Excerpts from a dataset:
-*-

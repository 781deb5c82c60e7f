//! SecretManager: explicit holder of the room key
//!
//! A cloneable handle shared by the signaling session, the transfer channel
//! and the vault. Only `derive`, `set_key` and `clear` mutate it; everything
//! else reads.

use std::sync::{Arc, PoisonError, RwLock};

use capsule_core::config::CryptoConfig;
use capsule_core::{CapsuleError, CapsuleResult, ItemId};
use secrecy::{ExposeSecret, SecretString};
use tracing::{debug, info};

use crate::kdf::{derive_room_key, KdfParams, RoomKey};
use crate::keys::{derive_item_key, rederive_item_key, ItemKey, ItemSalt};

/// Shared room-key slot plus the KDF settings used to fill it
#[derive(Clone)]
pub struct SecretManager {
    params: KdfParams,
    app_salt: Arc<[u8]>,
    slot: Arc<RwLock<Option<RoomKey>>>,
}

impl Default for SecretManager {
    fn default() -> Self {
        Self::new(KdfParams::default(), b"capsule:v1".to_vec())
    }
}

impl std::fmt::Debug for SecretManager {
    fn fmt(&self, f: &mut std::fmt::Formatter<'_>) -> std::fmt::Result {
        f.debug_struct("SecretManager")
            .field("params", &self.params)
            .field("has_key", &self.has_key())
            .finish()
    }
}

impl SecretManager {
    pub fn new(params: KdfParams, app_salt: impl Into<Vec<u8>>) -> Self {
        Self {
            params,
            app_salt: Arc::from(app_salt.into()),
            slot: Arc::new(RwLock::new(None)),
        }
    }

    pub fn from_config(cfg: &CryptoConfig) -> CapsuleResult<Self> {
        cfg.validate()?;
        Ok(Self::new(KdfParams::from(cfg), cfg.app_salt.as_bytes().to_vec()))
    }

    /// Derive the room key from `passphrase` and make it current.
    ///
    /// An empty passphrase clears the key and returns `None`. The KDF runs on
    /// a blocking worker so the async caller is not stalled.
    pub async fn derive(&self, passphrase: &SecretString) -> CapsuleResult<Option<RoomKey>> {
        if passphrase.expose_secret().is_empty() {
            self.clear();
            return Ok(None);
        }

        let passphrase = passphrase.clone();
        let params = self.params.clone();
        let salt = Arc::clone(&self.app_salt);
        let key = tokio::task::spawn_blocking(move || derive_room_key(&passphrase, &salt, &params))
            .await
            .map_err(|e| CapsuleError::Crypto(format!("KDF task failed: {e}")))??;

        self.set_key(key.clone());
        info!("room key derived");
        Ok(Some(key))
    }

    /// Install an already-derived room key.
    pub fn set_key(&self, key: RoomKey) {
        *self.slot.write().unwrap_or_else(PoisonError::into_inner) = Some(key);
    }

    /// Forget the room key. Later item-key requests fail with `SecretRequired`.
    pub fn clear(&self) {
        let previous = self
            .slot
            .write()
            .unwrap_or_else(PoisonError::into_inner)
            .take();
        if previous.is_some() {
            debug!("room key cleared");
        }
    }

    /// Current room key, if any. Performs no derivation.
    pub fn current_key(&self) -> Option<RoomKey> {
        self.slot
            .read()
            .unwrap_or_else(PoisonError::into_inner)
            .clone()
    }

    pub fn has_key(&self) -> bool {
        self.slot
            .read()
            .unwrap_or_else(PoisonError::into_inner)
            .is_some()
    }

    /// Current room key, or `SecretRequired`.
    pub fn require_key(&self) -> CapsuleResult<RoomKey> {
        self.current_key().ok_or(CapsuleError::SecretRequired)
    }

    /// Derive a new item key with a fresh random salt.
    pub fn derive_item_key(&self, item_id: &ItemId) -> CapsuleResult<(ItemKey, ItemSalt)> {
        derive_item_key(&self.require_key()?, item_id)
    }

    /// Reproduce an item key from the salt that travelled with its ciphertext.
    pub fn item_key_from_salt(&self, item_id: &ItemId, salt: &ItemSalt) -> CapsuleResult<ItemKey> {
        rederive_item_key(&self.require_key()?, item_id, salt)
    }
}
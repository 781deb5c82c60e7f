//! Inbound side: frame dispatch and the single-item receive state machine
//!
//! ```text
//! Idle --file-meta--> Receiving(item) --last chunk--> Idle (FileCompleted)
//!                          |
//!                          +--file-meta / gap / auth failure / overflow / close--> FileAbandoned
//! ```
//!
//! Only one item is in flight. Chunk ordering comes from the channel's
//! reliable, in-order delivery; a gap in `sequenceIndex` means that
//! guarantee was broken and the item is abandoned rather than reassembled.

use std::fmt;

use capsule_core::{CapsuleError, ItemId};
use capsule_crypto::{decrypt, ItemKey, ItemSalt, SecretManager};
use capsule_signal::{ChannelMessage, DataChannel};
use serde_json::{Map, Value};
use tokio::sync::mpsc;
use tracing::{debug, info, trace, warn};

use crate::frame::{ChunkFrame, TextFrame};

/// Upper bound on the up-front buffer reservation for a declared size
const MAX_PREALLOC: u64 = 16 * 1024 * 1024;

/// A fully received and authenticated file
#[derive(Clone, PartialEq, Eq)]
pub struct ReceivedFile {
    pub item_id: ItemId,
    pub name: String,
    pub mime_type: String,
    pub data: Vec<u8>,
}

impl fmt::Debug for ReceivedFile {
    fn fmt(&self, f: &mut fmt::Formatter<'_>) -> fmt::Result {
        f.debug_struct("ReceivedFile")
            .field("item_id", &self.item_id)
            .field("name", &self.name)
            .field("mime_type", &self.mime_type)
            .field("len", &self.data.len())
            .finish()
    }
}

/// Why an in-flight item was dropped
#[derive(Debug, Clone, PartialEq, Eq)]
pub enum AbandonReason {
    /// A newer `file-meta` replaced it.
    Superseded { by: ItemId },
    /// Chunk arrived out of sequence.
    SequenceGap { expected: u64, got: u64 },
    AuthenticationFailed,
    /// More bytes arrived than the declared size.
    Overflow { declared: u64, received: u64 },
    /// No room key set when the item was announced.
    SecretRequired,
    /// Item key could not be derived.
    KeyDerivation(String),
    ChannelClosed,
}

impl fmt::Display for AbandonReason {
    fn fmt(&self, f: &mut fmt::Formatter<'_>) -> fmt::Result {
        match self {
            AbandonReason::Superseded { by } => write!(f, "superseded by {by}"),
            AbandonReason::SequenceGap { expected, got } => {
                write!(f, "expected chunk {expected}, got {got}")
            }
            AbandonReason::AuthenticationFailed => f.write_str("authentication failed"),
            AbandonReason::Overflow { declared, received } => {
                write!(f, "received {received} bytes, declared {declared}")
            }
            AbandonReason::SecretRequired => f.write_str("room key not set"),
            AbandonReason::KeyDerivation(e) => write!(f, "item key derivation failed: {e}"),
            AbandonReason::ChannelClosed => f.write_str("channel closed"),
        }
    }
}

/// Everything the receive path reports to its consumer
#[derive(Debug, Clone, PartialEq)]
pub enum InboundEvent {
    Chat(String),
    Location(Map<String, Value>),
    FileStarted {
        item_id: ItemId,
        name: String,
        mime_type: String,
        size: u64,
    },
    Progress {
        item_id: ItemId,
        received: u64,
        total: u64,
    },
    FileCompleted(ReceivedFile),
    FileAbandoned {
        item_id: ItemId,
        reason: AbandonReason,
    },
    /// Text frame of a kind this side does not handle.
    Unrecognized(String),
}

/// In-flight item: key, expected size and the plaintext so far
pub struct ReceiveContext {
    item_id: ItemId,
    name: String,
    mime_type: String,
    size: u64,
    key: ItemKey,
    next_index: u64,
    buffer: Vec<u8>,
}

impl ReceiveContext {
    pub fn item_id(&self) -> &ItemId {
        &self.item_id
    }

    pub fn received(&self) -> u64 {
        self.buffer.len() as u64
    }

    pub fn size(&self) -> u64 {
        self.size
    }

    fn finish(self) -> ReceivedFile {
        ReceivedFile {
            item_id: self.item_id,
            name: self.name,
            mime_type: self.mime_type,
            data: self.buffer,
        }
    }
}

#[derive(Default)]
pub enum ReceiveState {
    #[default]
    Idle,
    Receiving(Box<ReceiveContext>),
}

impl fmt::Debug for ReceiveState {
    fn fmt(&self, f: &mut fmt::Formatter<'_>) -> fmt::Result {
        match self {
            ReceiveState::Idle => f.write_str("Idle"),
            ReceiveState::Receiving(ctx) => f
                .debug_struct("Receiving")
                .field("item_id", &ctx.item_id)
                .field("received", &ctx.buffer.len())
                .field("size", &ctx.size)
                .finish(),
        }
    }
}

/// Turns channel messages into [`InboundEvent`]s
pub struct Receiver {
    secrets: SecretManager,
    state: ReceiveState,
}

impl Receiver {
    pub fn new(secrets: SecretManager) -> Self {
        Self {
            secrets,
            state: ReceiveState::Idle,
        }
    }

    pub fn state(&self) -> &ReceiveState {
        &self.state
    }

    /// Item currently being received, if any.
    pub fn active_item(&self) -> Option<&ItemId> {
        match &self.state {
            ReceiveState::Idle => None,
            ReceiveState::Receiving(ctx) => Some(&ctx.item_id),
        }
    }

    /// Process one message. Malformed and stray frames produce no events.
    pub fn handle(&mut self, msg: ChannelMessage) -> Vec<InboundEvent> {
        let mut events = Vec::new();
        match msg {
            ChannelMessage::Text(text) => self.on_text(text, &mut events),
            ChannelMessage::Binary(bytes) => match ChunkFrame::decode(&bytes) {
                Ok(frame) => self.on_chunk(frame, &mut events),
                Err(e) => warn!(error = %e, len = bytes.len(), "dropping binary frame"),
            },
        }
        events
    }

    /// The channel is gone; abandon whatever was in flight.
    pub fn close(&mut self) -> Option<InboundEvent> {
        self.abandon(AbandonReason::ChannelClosed)
    }

    fn on_text(&mut self, text: String, events: &mut Vec<InboundEvent>) {
        match TextFrame::decode(&text) {
            Ok(Some(TextFrame::Chat { text })) => events.push(InboundEvent::Chat(text)),
            Ok(Some(TextFrame::Location(fields))) => events.push(InboundEvent::Location(fields)),
            Ok(Some(TextFrame::FileMeta {
                item_id,
                name,
                mime_type,
                size,
                salt,
                ..
            })) => self.on_meta(item_id, name, mime_type, size, &salt, events),
            Ok(None) => {
                debug!("unrecognized text frame");
                events.push(InboundEvent::Unrecognized(text));
            }
            Err(e) => warn!(error = %e, "dropping text frame"),
        }
    }

    fn on_meta(
        &mut self,
        item_id: ItemId,
        name: String,
        mime_type: String,
        size: u64,
        salt: &ItemSalt,
        events: &mut Vec<InboundEvent>,
    ) {
        events.extend(self.abandon(AbandonReason::Superseded { by: item_id.clone() }));

        let key = match self.secrets.item_key_from_salt(&item_id, salt) {
            Ok(key) => key,
            Err(e) => {
                let reason = match e {
                    CapsuleError::SecretRequired => AbandonReason::SecretRequired,
                    other => AbandonReason::KeyDerivation(other.to_string()),
                };
                warn!(item_id = %item_id, %reason, "cannot receive item");
                events.push(InboundEvent::FileAbandoned { item_id, reason });
                return;
            }
        };

        info!(item_id = %item_id, name = %name, size, "receiving file");
        events.push(InboundEvent::FileStarted {
            item_id: item_id.clone(),
            name: name.clone(),
            mime_type: mime_type.clone(),
            size,
        });

        let ctx = ReceiveContext {
            item_id,
            name,
            mime_type,
            size,
            key,
            next_index: 0,
            buffer: Vec::with_capacity(size.min(MAX_PREALLOC) as usize),
        };
        if size == 0 {
            info!(item_id = %ctx.item_id, "empty file completed");
            events.push(InboundEvent::FileCompleted(ctx.finish()));
        } else {
            self.state = ReceiveState::Receiving(Box::new(ctx));
        }
    }

    fn on_chunk(&mut self, frame: ChunkFrame, events: &mut Vec<InboundEvent>) {
        let header = &frame.header;
        let ReceiveState::Receiving(ctx) = &mut self.state else {
            warn!(item_id = %header.item_id, index = header.sequence_index, "chunk with no active item, dropped");
            return;
        };
        if header.item_id != ctx.item_id {
            warn!(
                item_id = %header.item_id,
                active = %ctx.item_id,
                index = header.sequence_index,
                "chunk for inactive item, dropped"
            );
            return;
        }

        if header.sequence_index != ctx.next_index {
            let reason = AbandonReason::SequenceGap {
                expected: ctx.next_index,
                got: header.sequence_index,
            };
            events.extend(self.abandon(reason));
            return;
        }

        let plain = match decrypt(&ctx.key, &header.iv, &frame.ciphertext) {
            Ok(plain) => plain,
            Err(_) => {
                events.extend(self.abandon(AbandonReason::AuthenticationFailed));
                return;
            }
        };

        let received = ctx.buffer.len() as u64 + plain.len() as u64;
        if received > ctx.size {
            let reason = AbandonReason::Overflow {
                declared: ctx.size,
                received,
            };
            events.extend(self.abandon(reason));
            return;
        }

        ctx.buffer.extend_from_slice(&plain);
        ctx.next_index += 1;
        trace!(item_id = %ctx.item_id, index = header.sequence_index, received, "chunk received");
        events.push(InboundEvent::Progress {
            item_id: ctx.item_id.clone(),
            received,
            total: ctx.size,
        });

        if received == ctx.size {
            if let ReceiveState::Receiving(ctx) = std::mem::take(&mut self.state) {
                info!(item_id = %ctx.item_id, chunks = ctx.next_index, bytes = received, "file received");
                events.push(InboundEvent::FileCompleted(ctx.finish()));
            }
        }
    }

    /// Drop the in-flight item, if any, and report why.
    fn abandon(&mut self, reason: AbandonReason) -> Option<InboundEvent> {
        match std::mem::take(&mut self.state) {
            ReceiveState::Idle => None,
            ReceiveState::Receiving(ctx) => {
                warn!(
                    item_id = %ctx.item_id,
                    received = ctx.buffer.len(),
                    size = ctx.size,
                    %reason,
                    "file abandoned"
                );
                Some(InboundEvent::FileAbandoned {
                    item_id: ctx.item_id,
                    reason,
                })
            }
        }
    }
}

/// Read frames until the channel closes, forwarding events.
///
/// Stops early when the event consumer goes away.
pub async fn run_receive_loop<D: DataChannel>(
    channel: D,
    mut receiver: Receiver,
    events: mpsc::Sender<InboundEvent>,
) {
    debug!(label = channel.label(), "receive loop started");
    while let Some(msg) = channel.recv().await {
        for event in receiver.handle(msg) {
            if events.send(event).await.is_err() {
                debug!("event consumer gone, receive loop stopping");
                return;
            }
        }
    }
    if let Some(event) = receiver.close() {
        let _ = events.send(event).await;
    }
    debug!("receive loop finished: channel closed");
}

-*-

__What this task involves__
Return, from the data, each line that has the word "ciphertext" in it.

__Answer box__
    /// Reproduce an item key from the salt that travelled with its ciphertext.
        let plain = match decrypt(&ctx.key, &header.iv, &frame.ciphertext) {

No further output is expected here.